Par Jean-Paul Brighelli.
Cet article est paru le 3 août dans Causeur, site excellent s’il en est. Faut-il ajouter quoi que ce soit ? Le lecteur le fera, jugera, commentera s’il le souhaite ! Nous nous contenterons de réitérer notre conseil prosaïque : acheter et lire le second et donc dernier tome de La Fabrique du Crétin où Jean-Paul Brighelli déploie tout son savoir, son expérience, son aptitude à surprendre, son esprit d’analyse en éveil, et son talent qui n’est pas mince.
Jean-Paul Brighelli, insupportable traditionaliste, en arrive à défendre le roman de l’Histoire, pour arrangé et fictif qu’il soit, qu’il préfère visiblement à l’étude de la lutte des sexes au XIIIe siècle ou du vêtement des gueux au XVIIe. Et tout lui est prétexte pour défendre cette cause véreuse — même l’exploitation éhontée de ses photos de vacances.
Nos historiens modernes devraient se souvenir que la mémoire d’une nation est essentielle à sa conservation — et ceux qui refusent sciemment de l’enseigner veulent juste la mort de cette nation.
Il y a quelques jours, je me rendais à Avoriaz pour faire le tour des sommets— je n’aime la montagne que l’été. En passant à Morzine, je remarquai la façade de l’École Primaire publique, ornée de fresques représentant, grandeur nature, quelques-unes des gloires de la France.
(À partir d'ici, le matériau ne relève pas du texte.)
//! Access-proxy role: the entry point for access attempts.
//!
//! Persists the attempt through the data center, then forwards a
//! trust-score request to the decision node and relays the verdict back
//! to the originator.

use crate::handlers::{peer_for, to_payload};
use crate::intents::{self, AccessRequestPayload, AccessRequestRecordPayload, UserScopedPayload, VerdictReply};
use async_trait::async_trait;
use chrono::Utc;
use cordon_core::{CordonResult, NodeRole};
use cordon_fabric::{Envelope, FabricNode, IntentHandler};
use cordon_store::{format_timestamp, AccessRequest};
use std::sync::Arc;
use tracing::info;

/// Handles [`intents::ACCESS_REQUEST`] from the web front.
pub struct AccessIngress;

/// Register the access-proxy intents.
pub async fn register(node: &FabricNode) {
    node.register_handler(NodeRole::WebFront, intents::ACCESS_REQUEST, Arc::new(AccessIngress))
        .await;
}

/// Forward a batch of raw identity-provider events to the data center
/// for cleaning and ingestion. Returns how many events were stored.
pub async fn sync_identity_events(
    fabric: &FabricNode,
    events: Vec<cordon_trust::RawAuthEvent>,
) -> CordonResult<usize> {
    let data_center = peer_for(fabric, NodeRole::DataCenter).await?;
    let reply = fabric
        .request(
            &data_center,
            intents::STORE_IDENTITY_EVENTS,
            to_payload(&intents::IdentityEventsPayload { events })?,
        )
        .await?;
    Ok(reply.get("stored").and_then(|v| v.as_u64()).unwrap_or(0) as usize)
}

/// Push partial identity records to the data center for merging.
/// Fire-and-forget, matching the identity source's sync cadence.
pub async fn push_user_roles(
    fabric: &FabricNode,
    identities: Vec<cordon_store::UserIdentity>,
) -> CordonResult<()> {
    let data_center = peer_for(fabric, NodeRole::DataCenter).await?;
    fabric
        .send(
            &data_center,
            intents::UPDATE_USER_ROLES,
            to_payload(&intents::IdentityMergePayload {
                extracted_data: identities,
            })?,
        )
        .await
}

#[async_trait]
impl IntentHandler for AccessIngress {
    async fn handle(
        &self,
        fabric: &FabricNode,
        envelope: Envelope,
    ) -> CordonResult<Option<serde_json::Value>> {
        let payload: AccessRequestPayload = envelope.decode()?;
        info!(user = %payload.user_id, resource = %payload.resource, "access attempt received");

        let record = AccessRequest {
            id: 0,
            user_id: payload.user_id.clone(),
            resource_requested: payload.resource,
            access_request_time: format_timestamp(Utc::now().naive_utc()),
            public_ip_address: payload.context.public_ip,
            location: payload.context.location,
            device_type: payload.context.device_type,
            browser: payload.context.browser,
            device_mac: payload.context.device_mac,
            device_vendor: payload.context.device_vendor,
            device_os: payload.context.operating_system,
            status: None,
        };

        let data_center = peer_for(fabric, NodeRole::DataCenter).await?;
        fabric
            .request(
                &data_center,
                intents::STORE_ACCESS_REQUEST,
                to_payload(&AccessRequestRecordPayload {
                    access_request: record,
                })?,
            )
            .await?;

        let decision = peer_for(fabric, NodeRole::Decision).await?;
        let verdict = fabric
            .request(
                &decision,
                intents::REQUEST_TRUST_SCORE,
                to_payload(&UserScopedPayload {
                    user_id: payload.user_id.clone(),
                })?,
            )
            .await?;

        // Relay the decision node's reply unchanged to the originator.
        let reply: VerdictReply = serde_json::from_value(verdict.clone())
            .map_err(|e| cordon_core::CordonError::malformed(format!("verdict reply: {e}")))?;
        info!(user = %payload.user_id, verdict = reply.access_decision, "verdict relayed");
        Ok(Some(verdict))
    }
}
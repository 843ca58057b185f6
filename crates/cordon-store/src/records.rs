//! Durable record shapes.
//!
//! Field names mirror the on-disk JSON documents so existing data
//! directories stay readable. Timestamps are `%Y-%m-%d %H:%M:%S` strings;
//! for that format lexicographic order equals chronological order, which
//! the latest-record queries rely on.

use chrono::NaiveDateTime;
use serde::{Deserialize, Serialize};

/// Timestamp format used across all collections.
pub const TIMESTAMP_FORMAT: &str = "%Y-%m-%d %H:%M:%S";

/// Render a timestamp in the collection format.
pub fn format_timestamp(t: NaiveDateTime) -> String {
    t.format(TIMESTAMP_FORMAT).to_string()
}

/// One recorded access attempt with its network and device context.
/// Immutable after ingestion except for `status`.
#[derive(Debug, Clone, PartialEq, Serialize, Deserialize)]
pub struct AccessRequest {
    /// Collection-scoped monotonic identifier.
    #[serde(rename = "ID", default)]
    pub id: u64,
    /// Subject requesting access.
    pub user_id: String,
    /// Resource the subject asked for.
    pub resource_requested: String,
    /// When the request was made.
    pub access_request_time: String,
    /// Public address the request arrived from.
    pub public_ip_address: Option<String>,
    /// City/country string resolved from the address.
    pub location: Option<String>,
    /// Device class.
    pub device_type: Option<String>,
    /// Browser user agent.
    pub browser: Option<String>,
    /// Device hardware address.
    pub device_mac: Option<String>,
    /// Device vendor resolved from the hardware address.
    pub device_vendor: Option<String>,
    /// Operating system.
    #[serde(rename = "device_OS")]
    pub device_os: Option<String>,
    /// Outcome recorded after evaluation, if any.
    #[serde(skip_serializing_if = "Option::is_none", default)]
    pub status: Option<u8>,
}

/// A cleaned authentication event with its computed sign-in risk.
#[derive(Debug, Clone, PartialEq, Serialize, Deserialize)]
pub struct AuthEvent {
    /// Collection-scoped monotonic identifier.
    #[serde(rename = "ID", default)]
    pub id: u64,
    /// Event time.
    pub time: String,
    /// Identity-provider event type.
    #[serde(rename = "type")]
    pub event_type: String,
    /// Subject the event concerns.
    pub user_id: String,
    /// Address the authentication came from.
    pub ip_address: Option<String>,
    /// Authentication mechanism.
    pub auth_type: Option<String>,
    /// 1 for success, 0 for failure.
    pub auth_status: u8,
    /// Smoothed sign-in risk at the time of this event, in [0,1].
    pub sign_in_risk: f64,
}

/// Audit record of one access evaluation.
#[derive(Debug, Clone, PartialEq, Serialize, Deserialize)]
pub struct AccessDecision {
    /// Collection-scoped monotonic identifier.
    #[serde(rename = "ID", default)]
    pub id: u64,
    /// Subject that was evaluated.
    pub user_id: String,
    /// Trust score fed into the verdict.
    pub user_trust_score: f64,
    /// 1 allow, 0 deny.
    pub access_decision: u8,
    /// When the verdict was rendered.
    pub timestamp: String,
}

/// Identity record merged from the external identity source.
#[derive(Debug, Clone, PartialEq, Serialize, Deserialize)]
pub struct UserIdentity {
    /// Subject identifier.
    pub user_id: String,
    /// Login name, when known.
    pub username: Option<String>,
    /// Email address, when known.
    pub email: Option<String>,
    /// Identity creation time (epoch milliseconds), when known.
    pub created_timestamp: Option<i64>,
    /// Whether the email address is verified, when known.
    pub email_verified: Option<bool>,
    /// Whether TOTP is enabled, when known.
    pub totp_enabled: Option<bool>,
    /// Assigned role. Only overwritten by non-null incoming values.
    pub user_role: Option<String>,
}

impl UserIdentity {
    /// Merge a partial incoming record into this one. Non-null incoming
    /// fields overwrite; null fields leave the existing value alone.
    pub fn merge_from(&mut self, incoming: &UserIdentity) {
        if incoming.username.is_some() {
            self.username = incoming.username.clone();
        }
        if incoming.email.is_some() {
            self.email = incoming.email.clone();
        }
        if incoming.created_timestamp.is_some() {
            self.created_timestamp = incoming.created_timestamp;
        }
        if incoming.email_verified.is_some() {
            self.email_verified = incoming.email_verified;
        }
        if incoming.totp_enabled.is_some() {
            self.totp_enabled = incoming.totp_enabled;
        }
        if incoming.user_role.is_some() {
            self.user_role = incoming.user_role.clone();
        }
    }
}

#[cfg(test)]
mod tests {
    use super::*;

    fn identity(role: Option<&str>) -> UserIdentity {
        UserIdentity {
            user_id: "u1".to_string(),
            username: None,
            email: None,
            created_timestamp: None,
            email_verified: None,
            totp_enabled: None,
            user_role: role.map(str::to_string),
        }
    }

    #[test]
    fn merge_never_overwrites_with_null() {
        let mut existing = identity(None);
        existing.merge_from(&identity(Some("Approver")));
        assert_eq!(existing.user_role.as_deref(), Some("Approver"));

        existing.merge_from(&identity(None));
        assert_eq!(existing.user_role.as_deref(), Some("Approver"));
    }

    #[test]
    fn records_round_trip_with_disk_field_names() {
        let event = AuthEvent {
            id: 3,
            time: "2024-01-05 09:15:00".to_string(),
            event_type: "LOGIN".to_string(),
            user_id: "u1".to_string(),
            ip_address: None,
            auth_type: Some("password".to_string()),
            auth_status: 1,
            sign_in_risk: 0.75,
        };
        let json = serde_json::to_value(&event).unwrap();
        assert_eq!(json["ID"], 3);
        assert_eq!(json["type"], "LOGIN");
        let back: AuthEvent = serde_json::from_value(json).unwrap();
        assert_eq!(back, event);
    }
}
Un chevalier y jouxte Charlemagne, identifiable à sa « barbe fleurie », comme dit la Chanson de Roland, auquel succède, dans le sens de la lecture, un emperruqué du grand Siècle, probablement ce bon La Fontaine —, puis une femme de Lettres (parions sur Mme de Sévigné), et ensuite Napoléon.
Tout un programme — qui devrait être LE programme de toutes les écoles de France. Puisqu’aussi bien cette chronologie passant d’une cime à l’autre — normal, en Haute-Savoie… — fut longtemps la base de l’enseignement de l’Histoire à l’école primaire. On nous racontait comment en se rendant, Vercingétorix fut presque plus grand que César, comme sur le tableau de Lionel Royer (1852-1926), Vercingétorix jette ses armes aux pieds de César. Bien sûr, je devais comprendre un peu plus tard qu’une telle toile, peinte en 1899, faisait davantage référence à Sedan qu’à Alésia, et appelait à la revanche : quelle importance, au fond ? Si vis pacem, para bellum. La revanche ne s’exercerait pas sur les troupes italiennes, mais sur celles du Kaiser.
Alors oui, Charlemagne et Roland, et les Maures vaincus à Roncevaux — et quelle importance que ce fussent peut-être des Basques ? Ces Sarrazins du VIIIe siècle étaient les cousins de ceux que Charles Martel avait écrasés à Poitiers quelques décennies plus tôt, et les grands-parents de ceux que Rodrigue rejette à la Mer : « Le flux les apporta, le reflux les remporte ». Quand je pense que certains profs de Lettres hésitent à étudier le Cid en classe parce que la pièce, selon eux, ne serait pas muslim friendly… Sans parler du Mahomet de Voltaire, déprogrammé il y a peu à Genève sous la pression de Tariq Ramadan, dont on a su depuis que…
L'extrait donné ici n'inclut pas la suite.